What we do know is that not only is candida auris tough to diagnose and very tough to treat, it can also survive on contaminated surfaces – hospital beds, furniture, medical equipment – for extended periods of time. This means it can be spread from person to person indirectly.
In 2015 the fungus forced the temporary closure of a medical facility in London while last year in New York, the room belonging to an elderly man who died of candida auris needed to be entirely gutted.
“Everything was positive – the walls, the bed, the doors, the curtains, the phones, the sink, the whiteboard, the poles, the pump,” Dr Scott Lorin, the hospital’s president, told The New York Times.
While candida auris first came to light in Japan in 2009, it’s been around for longer. “Looking back through collections, we’ve actually been able to isolate it back into the 1990s as it’s been misidentified as other types of candida,” says Rhodes, whose work these days includes helping to correctly identify candida auris so as to improve its diagnosis.
“When we had the outbreak in London, we knew it was another candida, but we didn’t know it was candida auris – so we’ve had to make our own custom databases for identifying it.”
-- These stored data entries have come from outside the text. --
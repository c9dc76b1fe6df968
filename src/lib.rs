// conway-gpu: Conway's Game of Life on a compute accelerator
//
// Generation-stepped evolution of a 2D binary grid with double-buffered
// state, driven through one stepping contract over two storage layouts
// (flat buffer, 2D image) on wgpu or on a host-memory simulated device.
//
// Layering, bottom-up:
//   grid, patterns, life       host-side values and the reference rule
//   config, error              run parameters and failure taxonomy
//   sim                        storage/accelerator contracts, stepper, driver
//   host, gpu                  concrete backends
//   run, frames, logging       wiring for the binary, benches, and demos

pub mod config;
pub mod error;
pub mod frames;
pub mod gpu;
pub mod grid;
pub mod host;
pub mod life;
pub mod logging;
pub mod patterns;
pub mod run;
pub mod sim;

pub use config::{BackendKind, ConfigError, RunConfig};
pub use error::{DeviceExecutionError, GolError, GolResult, RunFailure};
pub use grid::{Cell, Grid};
pub use sim::{CellStorage, RunReport, Simulation, Stepper};
// gpu/buffer.rs — Linear-buffer storage variant on wgpu storage buffers.
//
// Two `STORAGE` buffers of `width * height` u32 cells, plus one bind group
// per ping-pong direction:
//
//   bind_groups[0]: binding 0 = buffers[0], binding 1 = buffers[1]
//   bind_groups[1]: binding 0 = buffers[1], binding 1 = buffers[0]
//
// `swap` only flips `current`, which selects both the bind group for the
// next step and the buffer read back. Nothing is re-created per step.
//
// READBACK
// ────────
// Storage buffers cannot be `MAP_READ` on portable wgpu, so the current
// buffer is copied into a persistent staging buffer with
// `copy_buffer_to_buffer` and mapped there. The layout is identical on
// both sides (no row padding), so the mapped bytes are the grid.

use tracing::debug;

use crate::config::{validate_dimensions, ConfigError};
use crate::error::GolResult;
use crate::gpu::device::{GpuDevice, GpuStepWork};
use crate::gpu::kernel::{KernelLayout, LifeKernel};
use crate::grid::Grid;
use crate::sim::{check_shape, CellStorage, DispatchGeometry};

pub struct GpuBufferStorage {
    width: u32,
    height: u32,
    kernel: LifeKernel,
    buffers: [wgpu::Buffer; 2],
    bind_groups: [wgpu::BindGroup; 2],
    staging: wgpu::Buffer,
    current: usize,
}

impl GpuBufferStorage {
    /// Allocate both buffers and compile the buffer-layout kernel.
    ///
    /// # Errors
    /// - `ConfigError::ExceedsBufferLimit` if one generation does not fit
    ///   in a single storage binding on this device.
    /// - `ConfigError::ExceedsDispatchLimit` if the tiling needs more
    ///   workgroups per axis than the device dispatches.
    /// - `GolError::KernelCompile` if the kernel fails to build.
    pub fn new(gpu: &GpuDevice, width: u32, height: u32) -> GolResult<Self> {
        validate_dimensions(width, height)?;
        let bytes = width as u64 * height as u64 * std::mem::size_of::<u32>() as u64;
        let limits = gpu.device.limits();
        let max = (limits.max_storage_buffer_binding_size as u64).min(limits.max_buffer_size);
        if bytes > max {
            return Err(ConfigError::ExceedsBufferLimit { bytes, max }.into());
        }
        DispatchGeometry::covering(width, height).check_limit(limits.max_compute_workgroups_per_dimension)?;

        let kernel = LifeKernel::new(gpu, KernelLayout::Buffer)?;

        let make = |label| {
            gpu.device.create_buffer(&wgpu::BufferDescriptor {
                label: Some(label),
                size: bytes,
                usage: wgpu::BufferUsages::STORAGE
                    | wgpu::BufferUsages::COPY_DST
                    | wgpu::BufferUsages::COPY_SRC,
                mapped_at_creation: false,
            })
        };
        let buffers = [make("cells 0"), make("cells 1")];

        let bind = |read: &wgpu::Buffer, write: &wgpu::Buffer, label| {
            gpu.device.create_bind_group(&wgpu::BindGroupDescriptor {
                label: Some(label),
                layout: &kernel.bgl,
                entries: &[
                    wgpu::BindGroupEntry { binding: 0, resource: read.as_entire_binding() },
                    wgpu::BindGroupEntry { binding: 1, resource: write.as_entire_binding() },
                    wgpu::BindGroupEntry { binding: 2, resource: kernel.params.as_entire_binding() },
                ],
            })
        };
        let bind_groups = [
            bind(&buffers[0], &buffers[1], "cells 0 -> 1"),
            bind(&buffers[1], &buffers[0], "cells 1 -> 0"),
        ];

        let staging = gpu.device.create_buffer(&wgpu::BufferDescriptor {
            label: Some("cells readback"),
            size: bytes,
            usage: wgpu::BufferUsages::MAP_READ | wgpu::BufferUsages::COPY_DST,
            mapped_at_creation: false,
        });

        debug!(width, height, bytes, "allocated GPU buffer storage");
        Ok(GpuBufferStorage { width, height, kernel, buffers, bind_groups, staging, current: 0 })
    }

    fn byte_len(&self) -> u64 {
        self.width as u64 * self.height as u64 * std::mem::size_of::<u32>() as u64
    }
}

impl CellStorage for GpuBufferStorage {
    type Accel = GpuDevice;

    fn dimensions(&self) -> (u32, u32) {
        (self.width, self.height)
    }

    fn ingest(&mut self, gpu: &GpuDevice, seed: &Grid) -> GolResult<()> {
        check_shape(self.width, self.height, seed)?;
        gpu.queue.write_buffer(&self.buffers[self.current], 0, bytemuck::cast_slice(seed.as_slice()));
        Ok(())
    }

    fn bind_for_step<'a>(&'a self, work: &mut GpuStepWork<'a>) {
        work.bind(&self.kernel, &self.bind_groups[self.current]);
    }

    fn swap(&mut self) {
        self.current = 1 - self.current;
    }

    fn read_current(&self, gpu: &GpuDevice) -> GolResult<Grid> {
        let size = self.byte_len();
        let cells = gpu.read_back(
            &self.staging,
            |encoder| encoder.copy_buffer_to_buffer(&self.buffers[self.current], 0, &self.staging, 0, size),
            |bytes| bytemuck::cast_slice::<u8, u32>(bytes).to_vec(),
        )?;
        Ok(Grid::from_raw_cells(self.width as usize, self.height as usize, cells))
    }

    fn current_index(&self) -> usize {
        self.current
    }
}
Researchers are pushing for grant money that will fund the development of novel drugs that can kill both superbugs and now, superfungi. It’s a process that can take many years and in the meantime, the frontline in the fight against antimicrobial resistance is hygiene, says Brunke.
“Keeping a sufficient degree of basic hygiene in hospital can greatly reduce transmission. Many hospitals are now aware of this potential threat, and good hygiene is still the best solution.”